わたしたちは宇宙の星のひとつである、と思った竹富島の夜

 竹富島、種子取祭の翌日は石垣島祭があった。
 前日まで不眠不休の司に会おうとしたが、どうやらみんな踊りがあるために夕方からの船で石垣島へ行ってしまっているようだ。午前中には、まちなみ館で会議があり、会計やら、片づけやらで、疲労困憊しているはずの島人たちの底知れぬパワーにまたまた驚かされる思いだった。
 祭の翌日の静けさを味わうつもりで、昼はコンドイビーチへ。しかし、そこは外国人観光客もふくめ海水浴する観光客でにぎわっていた。
 ビーチのコンクリートの休憩所のあたりには、捨てられた猫たちが いる。

 去年の種子取のあと、カラスに狙われている子猫を拾って、あてどなくあるいていたとき、小学校の前で会った姉妹が子猫をひきとってくれたことを思い出す。あの猫と姉妹はどうしているだろうか。もらってくれる人のいる幸運な猫はいいが、いつのまにかビーチが捨てられた猫たちの居場所になっているとは。
 なかには鼻の頭をけがしている猫もいる。
 おにぎりの残りをあげたら、猫の熾烈なけんかがはじまる。後悔先にたたず、親切が仇になる、とはこのことである。
 猫のいないビーチで靴をぬいで海に入り、足を甲羅干ししていたら、祭のあいだじゅう、ムービー撮影をしていた女性が海を撮影しにやってきた。

 ほぼ徹夜で撮影していた彼女は、伊勢神宮などの神事の撮影をしているひとで、おたがいにディープな話題を振りあって、なかなかにおもしろかった。
 一緒にゆがふ館にいき、西桟橋で夕日を撮影したあと、

民宿で無理をいって頼んだ夕食を一緒にたべ、トイレに立つと、なんと夜空に花火が。
 そうか、石垣島祭の花火があがっているのだ!
  民宿の娘の車で港へ向かうと、対岸の石垣島にあがっている花火を見物しようとする人が出ている。
「南の島で花火なんてはじめてです」と宿泊客の声。
 石垣島のライブで見たこともあるが、こうして向こう岸の花火、遠い花火をみるのは、なかなかに粋である。
 そのあとは、また昨夜に続き、アイヤル浜へ。
 ここで、わたしたち三人は浜に寝転んで夜空を見る。今日が獅子座流星群がみられる日だというので、またオリオンをながめていると、ときおり流れ星がさっと天空をとぶ。
 その動き以外に、星がちょこちょこ動くのを、全員が確認しあう。
 あれ、これってUFO?
星座のおおまかな位置関係はくずれないのだが、星のなかには、上下左右に行ったり来たりしているものがある。全体での星座のデザインの範囲内ではあるが、ジグザグに動いている星が、6つはあったと思う。
「星はみんなUFOなんだよ」と映像作家は自説を述べる。
 三人全員が、同じUFOを確認し、それぞれが流星を見ることができた。
 いいものを見せていただきました。ありがとうございます。
 そう、夜空につぶやく。
 翌朝はやく、帰る前に御嶽めぐりにと自転車を走らせると、前夜の映像作家が遠くからの鳥居を撮影していた。

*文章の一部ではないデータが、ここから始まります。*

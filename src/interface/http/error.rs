use axum::http::StatusCode;
use axum::response::{IntoResponse, Response};

use crate::shared::error::WebhookError;

impl IntoResponse for WebhookError {
    fn into_response(self) -> Response {
        match self {
            WebhookError::Unauthorized => (StatusCode::UNAUTHORIZED, "Unauthorized").into_response(),
            WebhookError::MissingConfiguration(_) | WebhookError::Internal(_) => {
                log::error!("[http] webhook failed: {}", self);
                (StatusCode::INTERNAL_SERVER_ERROR, "Internal Server Error").into_response()
            }
        }
    }
}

 種子取祭がどんな映像に仕上がるのか、楽しみである。
 祭はいろいろな人との出会いや交流の場でもある。
 今回は、印象的な出会いがあった。
 日本民俗舞踊研究会の須藤武子先生。そのお弟子さんたちのひとりは大森一也さんの東京での写真展で、わたしが人違いして声をかけた方であった。若い男性は武術をやっており、映画やコミックの監修もしているらしい。民宿でいっしょになったのは、昔よく話を聞きに通いお世話になった神司のお孫さん。
 星々をみていると、そんな出会いこそが星々の動きのように思えてくる。
 わたしたちもまた、星々としてまたたき、ときに動き、出会う。
 ひとつひとつの星として輝いているけれど、全体としては神々のつくりたもうた、この宇宙を構成する星のひとつ。
 おおきな宇宙のなかで、役割をいただいて、またたき、輝く。
 わたしたちもまた、いのちを燃やして輝く星である。
 祭は年に一度の星々の出会いでもあるのだ。